Völlig entkräftet und aneinandergekettet schleppen sich die Sklaven vor 200 Jahren die letzten Meter ihres Martyriums an den Strand von Curaçao. Viele von ihnen schaffen es nicht. Heute kann man an den Traumstränden wunderbar relaxen. Wenn uns dieses Bild nur wieder aus dem Kopf gehen würde. Oder wenn wir die Flammen aus den Schloten der riesigen Raffinerie ignorieren könnten. Und dann stattet der neue König der Insel seinen Antrittsbesuch ab.
Eigentlich wollen wir nur eine Woche in der Hitze liegen. Es ist November. Karibik! Curaçao ist ja irgendwie auch Europa. Bis vor kurzem gehörte die Insel noch zu Holland. Und sie ist immer noch Teil des niederländischen Königreichs. Perfekt. Und auch ein bisschen schräg.

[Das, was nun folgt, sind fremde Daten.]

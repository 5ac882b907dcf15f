use chrono::NaiveDate;
use digipage_core::*;
use std::path::PathBuf;
use std::sync::Arc;

fn entry(name: &str, pages: usize) -> CompletedBookLogEntry {
    CompletedBookLogEntry {
        name: name.to_string(),
        pages,
        path: PathBuf::from(format!("/archive/{name}")),
        timestamp: "2024-03-07T10:00:00".to_string(),
    }
}

#[tokio::test]
async fn test_scan_directory_filters_and_sorts() {
    let dir = tempfile::tempdir().unwrap();
    for name in ["p10.JPG", "p2.png", "p1.tiff", "notes.txt", "layout_data.json"] {
        std::fs::write(dir.path().join(name), b"x").unwrap();
    }
    std::fs::create_dir(dir.path().join("final.jpg")).unwrap();

    let files = scan_directory(dir.path()).await.unwrap();
    let names: Vec<_> = files
        .iter()
        .map(|p| p.file_name().unwrap().to_string_lossy().into_owned())
        .collect();
    assert_eq!(names, vec!["p1.tiff", "p2.png", "p10.JPG"]);
}

#[tokio::test]
async fn test_scan_missing_directory_fails() {
    let dir = tempfile::tempdir().unwrap();
    let result = scan_directory(dir.path().join("missing")).await;
    assert!(matches!(result, Err(StationError::InvalidDirectory(_))));
}

#[test]
fn test_log_store_groups_by_day() {
    let dir = tempfile::tempdir().unwrap();
    let store = JsonLogStore::new(dir.path().join("log.json"));
    let monday = NaiveDate::from_ymd_opt(2024, 3, 4).unwrap();
    let tuesday = NaiveDate::from_ymd_opt(2024, 3, 5).unwrap();

    store.append_on(monday, entry("A-123-1", 10)).unwrap();
    store.append_on(tuesday, entry("B-123-2", 4)).unwrap();
    store.append_on(tuesday, entry("C-123-3", 6)).unwrap();

    assert_eq!(store.entries_on(monday).len(), 1);
    assert_eq!(store.entries_on(tuesday).len(), 2);

    let raw: serde_json::Value =
        serde_json::from_slice(&std::fs::read(store.path()).unwrap()).unwrap();
    assert!(raw.get("2024-03-04").is_some());
    assert_eq!(raw["2024-03-05"][1]["pages"], 6);
}

#[test]
fn test_corrupt_log_reads_as_empty() {
    let dir = tempfile::tempdir().unwrap();
    let path = dir.path().join("log.json");
    std::fs::write(&path, b"[broken").unwrap();

    let store = JsonLogStore::new(&path);
    let (pages, entries) = store.today().unwrap();
    assert_eq!(pages, 0);
    assert!(entries.is_empty());

    store.append(entry("A-123-1", 3)).unwrap();
    assert_eq!(store.today().unwrap().0, 3);

    let aside = dir.path().join("log.json.corrupt");
    assert_eq!(std::fs::read(&aside).unwrap(), b"[broken");
}

#[test]
fn test_malformed_entries_survive_append() {
    let dir = tempfile::tempdir().unwrap();
    let path = dir.path().join("log.json");
    std::fs::write(
        &path,
        r#"{
            "2024-01-01": [
                {"name": "Old-123-1", "pages": 5, "path": "/archive/Old-123-1", "timestamp": "2024-01-01T09:00:00"},
                {"name": "NoPages-123-2", "path": "/archive/NoPages-123-2", "timestamp": "2024-01-01T09:30:00"},
                "garbage"
            ]
        }"#,
    )
    .unwrap();

    let store = JsonLogStore::new(&path);
    let new_year = NaiveDate::from_ymd_opt(2024, 1, 1).unwrap();
    let next_day = NaiveDate::from_ymd_opt(2024, 1, 2).unwrap();

    let old = store.entries_on(new_year);
    let pages: Vec<_> = old.iter().map(|e| (e.name.as_str(), e.pages)).collect();
    assert_eq!(pages, vec![("Old-123-1", 5), ("NoPages-123-2", 0)]);

    store.append_on(next_day, entry("New-123-3", 7)).unwrap();

    let raw = std::fs::read_to_string(&path).unwrap();
    assert!(raw.contains("Old-123-1"));
    assert!(raw.contains("garbage"));
    assert_eq!(store.entries_on(new_year).len(), 2);
    assert_eq!(store.entries_on(next_day), vec![entry("New-123-3", 7)]);
}

#[tokio::test]
async fn test_calculate_stats() {
    let dir = tempfile::tempdir().unwrap();
    let books = dir.path().join("books");
    for (name, pages) in [("A-123-1", 3), ("B-123-2", 0)] {
        let folder = books.join(name);
        std::fs::create_dir_all(&folder).unwrap();
        for i in 0..pages {
            std::fs::write(folder.join(format!("{i}.png")), b"x").unwrap();
        }
        std::fs::write(folder.join("thumbs.db"), b"x").unwrap();
    }

    let store = Arc::new(JsonLogStore::new(dir.path().join("log.json")));
    store.append(entry("Z-123-9", 12)).unwrap();

    let stats = calculate_stats(&books, store).await.unwrap();
    assert_eq!(stats.staged.get("A-123-1"), Some(&3));
    assert_eq!(stats.staged.get("B-123-2"), Some(&0));
    assert_eq!(stats.staged_pages(), 3);
    assert_eq!(stats.archived_pages, 12);
    assert_eq!(stats.archived_books.len(), 1);
}

#[tokio::test]
async fn test_stats_without_books_folder() {
    let dir = tempfile::tempdir().unwrap();
    let store = Arc::new(JsonLogStore::new(dir.path().join("log.json")));

    let stats = calculate_stats(dir.path().join("missing"), store).await.unwrap();
    assert!(stats.staged.is_empty());
    assert_eq!(stats.archived_pages, 0);
}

Palmen gibt es nur in den angelegten Beachclubs – auf Curaçao herrscht mittelamerikanische Wüstenvegitation (die wilde Nordküste)
Afrika in der Karibik
Schon bei der Ankunft wird uns klar: Curaçao ist ein kleines Stück Afrika. Hier leben größtenteils die Nachfahren der ehemaligen Sklaven. Es ist befremdlich, sich in den Luxushotels von ihnen bedienen zu lassen. Wir spüren eine große Gelassenheit, vielleicht auch Gleichgültigkeit gegenüber den Gästen. Wir Touristen sind aus einer anderen Welt.

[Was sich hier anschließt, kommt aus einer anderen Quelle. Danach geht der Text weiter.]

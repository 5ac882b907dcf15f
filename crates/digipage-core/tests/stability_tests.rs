use digipage_core::*;
use std::io::Write;
use std::time::Duration;

fn fast_probe(timeout_ms: u64) -> ProbeOptions {
    ProbeOptions {
        timeout: Duration::from_millis(timeout_ms),
        interval: Duration::from_millis(20),
    }
}

#[test]
fn test_settled_file_is_stable() {
    let dir = tempfile::tempdir().unwrap();
    let path = dir.path().join("scan.jpg");
    std::fs::write(&path, vec![1u8; 2048]).unwrap();

    let result = wait_for_stable(&path, &fast_probe(1000));
    assert_eq!(result, Stability::Stable { size: 2048 });
}

#[test]
fn test_missing_file_vanishes() {
    let dir = tempfile::tempdir().unwrap();
    let result = wait_for_stable(&dir.path().join("nope.jpg"), &fast_probe(200));
    assert_eq!(result, Stability::Vanished);
}

#[test]
fn test_empty_file_times_out() {
    let dir = tempfile::tempdir().unwrap();
    let path = dir.path().join("empty.jpg");
    std::fs::write(&path, b"").unwrap();

    let result = wait_for_stable(&path, &fast_probe(150));
    assert_eq!(result, Stability::TimedOut);
}

#[test]
fn test_growing_file_times_out() {
    let dir = tempfile::tempdir().unwrap();
    let path = dir.path().join("growing.jpg");
    let mut file = std::fs::File::create(&path).unwrap();
    file.write_all(b"x").unwrap();

    let writer = std::thread::spawn(move || {
        for _ in 0..200 {
            file.write_all(&[0u8; 64]).unwrap();
            file.flush().unwrap();
            std::thread::sleep(Duration::from_millis(5));
        }
    });

    let result = wait_for_stable(&path, &fast_probe(300));
    assert_eq!(result, Stability::TimedOut);
    writer.join().unwrap();
}

#[test]
fn test_file_deleted_mid_probe_vanishes() {
    let dir = tempfile::tempdir().unwrap();
    let path = dir.path().join("doomed.jpg");
    let mut file = std::fs::File::create(&path).unwrap();
    file.write_all(b"x").unwrap();

    let doomed = path.clone();
    let writer = std::thread::spawn(move || {
        for _ in 0..10 {
            file.write_all(&[0u8; 64]).unwrap();
            file.flush().unwrap();
            std::thread::sleep(Duration::from_millis(5));
        }
        drop(file);
        std::fs::remove_file(&doomed).unwrap();
    });

    let result = wait_for_stable(&path, &fast_probe(2000));
    writer.join().unwrap();
    assert_eq!(result, Stability::Vanished);
}

#[tokio::test]
async fn test_async_probe() {
    let dir = tempfile::tempdir().unwrap();
    let path = dir.path().join("scan.png");
    std::fs::write(&path, b"png bytes").unwrap();

    let result = probe(&path, fast_probe(1000)).await.unwrap();
    assert!(result.is_stable());
}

Afrikanisches Flair im Hinterland von Curaçao
Schönheit an der Grenze zum Kitsch
Die Strände sind traumhaft schön, scharf an der Grenze zum Kitsch. Und das bei immerwährenden 30 Grad. Jahrein, jahraus. Eine gewisse Melancholie liegt über der Insel. Vielleicht braucht es doch die kalte Jahreszeit, um die Sonne zu feiern.
Nur in der Sonne zu liegen füllt die Tage hier nicht aus. Direkt über dem Strand liegt das “Landhuis”. Das sind die Anwesen der ehemaligen Sklavenhändler. Praktisch, die Sklaven mussten nur noch die Steilküste hoch getrieben werden.
Die Insel war ein gigantischer Umschlagplatz. Der Markt in der neuen Welt war unersättlich. Ein außerordentlich lukratives Geschäft.

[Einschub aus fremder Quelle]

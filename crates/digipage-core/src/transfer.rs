//! Staged book transfer
//!
//! Planning reads the books root and routes each folder by the first
//! `-DDD-` city code in its name; nothing is touched on disk. Execution
//! moves the confirmed books and logs each one. It is a best-effort batch:
//! books moved before a cancellation or failure stay moved.

use crate::cancel::CancellationToken;
use crate::completed_log::CompletedLog;
use crate::constants::ARCHIVE_DATE_FORMAT;
use crate::fsops::move_dir;
use crate::natural::natural_cmp;
use crate::scan::count_pages;
use crate::types::*;
use chrono::{Local, NaiveDate};
use regex::Regex;
use std::collections::BTreeMap;
use std::path::{Path, PathBuf};
use std::sync::{Arc, LazyLock};

static CITY_CODE: LazyLock<Regex> =
    LazyLock::new(|| Regex::new(r"-(\d{3})-").expect("city code pattern is valid"));

static DISPLAY_NAME: LazyLock<Regex> =
    LazyLock::new(|| Regex::new(r"-(\d{3})-([^-]+)").expect("display name pattern is valid"));

/// First `-DDD-` code in a book folder name.
///
/// Names with several hyphen-delimited three-digit groups route by the
/// leftmost one.
pub fn city_code(name: &str) -> Option<&str> {
    CITY_CODE
        .captures(name)
        .and_then(|caps| caps.get(1))
        .map(|m| m.as_str())
}

/// Short label for a book folder: `"297 - 42"` for `"x-297-00042-y"`.
///
/// Falls back to the first 15 characters of the name.
pub fn book_display_name(name: &str) -> String {
    if let Some(caps) = DISPLAY_NAME.captures(name) {
        let code = &caps[1];
        let digits: String = caps[2].chars().filter(|c| c.is_ascii_digit()).take(5).collect();
        let trimmed = digits.trim_start_matches('0');
        let id = if trimmed.is_empty() { "0" } else { trimmed };
        return format!("{} - {}", code, id);
    }
    name.chars().take(15).collect()
}

/// Plan moves for every folder under `books_root`, using `date` for the
/// archive subfolder
pub fn plan_transfer(
    books_root: &Path,
    routes: &BTreeMap<String, PathBuf>,
    date: NaiveDate,
) -> Result<TransferPlan> {
    if !books_root.is_dir() {
        return Err(StationError::InvalidDirectory(books_root.to_path_buf()));
    }

    let mut names = Vec::new();
    for entry in std::fs::read_dir(books_root)? {
        let entry = entry?;
        if entry.file_type()?.is_dir() {
            names.push(entry.file_name().to_string_lossy().into_owned());
        }
    }
    names.sort_by(|a, b| natural_cmp(a, b));

    let date_dir = date.format(ARCHIVE_DATE_FORMAT).to_string();
    let mut plan = TransferPlan::default();

    for name in names {
        let Some(code) = city_code(&name) else {
            log::warn!("No city code in staged book {}", name);
            plan.warnings.push(format!("No city code found in: {}", name));
            continue;
        };

        let Some(root) = routes.get(code).filter(|root| root.is_dir()) else {
            log::warn!("No archive route for city {} ({})", code, name);
            plan.warnings
                .push(format!("Invalid path for city {}: {}", code, name));
            continue;
        };

        let destination_parent = root.join(&date_dir);
        plan.moves.push(TransferMove {
            source: books_root.join(&name),
            destination: destination_parent.join(&name),
            destination_parent,
            name,
        });
    }

    Ok(plan)
}

/// Async planning for today's date
pub async fn prepare_transfer(
    books_root: impl AsRef<Path>,
    routes: BTreeMap<String, PathBuf>,
) -> Result<TransferPlan> {
    let books_root = books_root.as_ref().to_path_buf();
    let today = Local::now().date_naive();
    tokio::task::spawn_blocking(move || plan_transfer(&books_root, &routes, today)).await?
}

/// Move the confirmed books and log each one.
///
/// Cancellation is checked before each book. The first failure aborts the
/// batch; earlier books remain transferred and logged.
pub async fn execute_transfer<F>(
    moves: Vec<TransferMove>,
    log_store: Arc<dyn CompletedLog>,
    cancel: CancellationToken,
    on_moved: F,
) -> Result<TransferSummary>
where
    F: FnMut(&TransferMove, usize) + Send + 'static,
{
    tokio::task::spawn_blocking(move || {
        execute_transfer_sync(&moves, log_store.as_ref(), &cancel, on_moved)
    })
    .await?
}

fn execute_transfer_sync<F>(
    moves: &[TransferMove],
    log_store: &dyn CompletedLog,
    cancel: &CancellationToken,
    mut on_moved: F,
) -> Result<TransferSummary>
where
    F: FnMut(&TransferMove, usize),
{
    let mut transferred = 0;

    for planned in moves {
        if cancel.is_cancelled() {
            log::info!("Transfer cancelled after {} books", transferred);
            return Ok(TransferSummary {
                transferred,
                cancelled: true,
            });
        }

        if planned.destination.exists() {
            return Err(StationError::DestinationExists(planned.destination.clone()));
        }

        std::fs::create_dir_all(&planned.destination_parent)?;
        move_dir(&planned.source, &planned.destination)?;

        let pages = count_pages(&planned.destination);
        log_store.append(CompletedBookLogEntry {
            name: planned.name.clone(),
            pages,
            path: planned.destination.clone(),
            timestamp: Local::now().format("%Y-%m-%dT%H:%M:%S%.6f").to_string(),
        })?;

        transferred += 1;
        log::info!(
            "Transferred {} ({} pages) to {}",
            planned.name,
            pages,
            planned.destination.display()
        );
        on_moved(planned, pages);
    }

    Ok(TransferSummary {
        transferred,
        cancelled: false,
    })
}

Die Traumstände von Curaçao
Der König von Curaçao
Dann sind wir plötzlich mittendrin. Der neue König und die Königin statten ihren Antrittsbesuch ab. Alle sind auf den Beinen. Die Insel ist nicht sehr groß,die Wege kreuzen sich zwangsläufig. So finden wir uns unvermittelt mitten im offiziellen Empfang in der winzigen Hauptstadt wieder. Keine große Security, kein Dresscode, wir können uns problemlos unter das Volk mischen. Herrlich karibisch entspannt.

Holländische Architektur in karibischen Farben
Das schwarze Gold
Kaum war der Sklavenhandel verboten, stießen die Kolonialherren auf eine noch ergiebigere Einnahmequelle: Öl. Die Flammen, die aus den Schloten der größten karibischen Raffinerie schlagen, sind weithin zu sehen. Auch von den Terrassen der Luxushotels, sollte man denn eines der billigen Zimmer ohne Meerblick gebucht haben.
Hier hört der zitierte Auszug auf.